02 gennaio 2008

La vergogna di essere italiani

Sono profondamente convinto che gli italiani a cavallo tra il XX e il XXI secolo siano un popolo di perenni insoddisfatti. Ma il motivo della mia vergogna questa volta non è legato al fatto del giorno, o al sondaggio della rivista straniera di turno.
La colpa questa volta è di mia sorella.
Da un po' di anni i regali di Natale e di compleanno sono apparentemente scontati. Dico apparentemente, perché sotto la carta e il bollino della libreria, ho sempre trovato titoli stimolanti, che il più delle volte non scalano le classifiche di vendita.

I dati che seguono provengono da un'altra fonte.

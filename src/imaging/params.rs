//! Parameter types for image operations.
//!
//! These structs describe *what* to produce, not *how*. They sit between
//! [`operations`](super::operations), which decides output names and formats,
//! and the [`backend`](super::backend), which does the pixel work. Keeping
//! them separate lets tests swap in a mock backend and assert on the exact
//! requests without decoding anything.
//!
//! - [`Quality`]: lossy encoding quality (1–100, default 80). Clamped on construction.
//! - [`EncodeFormat`]: the output encoders this build actually has.
//! - [`ResizeParams`]: target size, format and quality for one output.

use crate::types::ImageFormat;
use std::fmt;

/// Quality setting for lossy image encoding (1-100).
#[derive(Debug, Clone, Copy, PartialEq, Eq)]
pub struct Quality(u8);

impl Quality {
    pub fn new(value: u8) -> Self {
        Self(value.clamp(1, 100))
    }

    pub fn value(self) -> u8 {
        self.0
    }
}

impl Default for Quality {
    fn default() -> Self {
        Self(crate::types::DEFAULT_QUALITY)
    }
}

/// Output encoders compiled into this build.
#[derive(Debug, Clone, Copy, PartialEq, Eq)]
pub enum EncodeFormat {
    Avif,
    Gif,
    Jpeg,
    Png,
    Tiff,
    WebP,
}

impl EncodeFormat {
    /// Map a file extension (without dot, any case) to an encoder.
    pub fn from_extension(ext: &str) -> Option<Self> {
        match ext.to_ascii_lowercase().as_str() {
            "avif" => Some(Self::Avif),
            "gif" => Some(Self::Gif),
            "jpeg" | "jpg" => Some(Self::Jpeg),
            "png" => Some(Self::Png),
            "tif" | "tiff" => Some(Self::Tiff),
            "webp" => Some(Self::WebP),
            _ => None,
        }
    }

    pub fn from_image_format(format: &ImageFormat) -> Option<Self> {
        Self::from_extension(format.as_str())
    }
}

impl fmt::Display for EncodeFormat {
    fn fmt(&self, f: &mut fmt::Formatter<'_>) -> fmt::Result {
        let name = match self {
            Self::Avif => "avif",
            Self::Gif => "gif",
            Self::Jpeg => "jpeg",
            Self::Png => "png",
            Self::Tiff => "tiff",
            Self::WebP => "webp",
        };
        f.write_str(name)
    }
}

/// Parameters for one fill-resize + encode.
#[derive(Debug, Clone, PartialEq)]
pub struct ResizeParams {
    pub width: u32,
    pub height: u32,
    pub format: EncodeFormat,
    pub quality: Quality,
}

Così negli ultimi anni ho potuto leggere Paolo Longo, Giampaolo Pansa, Jeffrey Sachs, e nell'ultimo periodo, a parte il best-seller Rizzo-Stella, mi hanno colpito due libri di storia, ma di quella storia che a scuola non insegnano.
Lo scorso anno è stata la volta di Giovanni Minoli che col suo Eroi come noi mi ha fatto scoprire le pagine più tragiche della storia italiana del dopoguerra, quelle che per molti sono state soltanto un periodo di lotta, di rivolta, di rivendicazione, ma che per molti altri hanno significato la perdita di un padre, di una madre, di un figlio troppo giovane.
Credevo di aver provato abbastanza vergogna per questa macchia nella nostra storia, ma non avevo ancora fatto i conti con un tale Mario Calabresi, figlio di un certo commissario Calabresi. Il nome l'avevo già sentito. Quando nell'introduzione incontro i nomi di Sofri, Bompressi e Pietrostefani, qualcosa comincia a puzzare: nomi noti, troppo noti per non essere ricordati.
Il presentimento si realizza pian piano, macinando le pagine in una notte di capodanno, con gli orari ancora sfasati per avere sonno a mezzanotte. Il quadro che si va delineando nel racconto di Mario Calabresi è quello di un paese che dopo un'overdose di celebrazioni e di retorica, dimentica in fretta i propri eroi, ma lascia sempre spazi di dubbio, riabilitazione e illimitata libertà di espressione a chi è stato assassino, mandante, connivente, complice... in una parola, terrorista.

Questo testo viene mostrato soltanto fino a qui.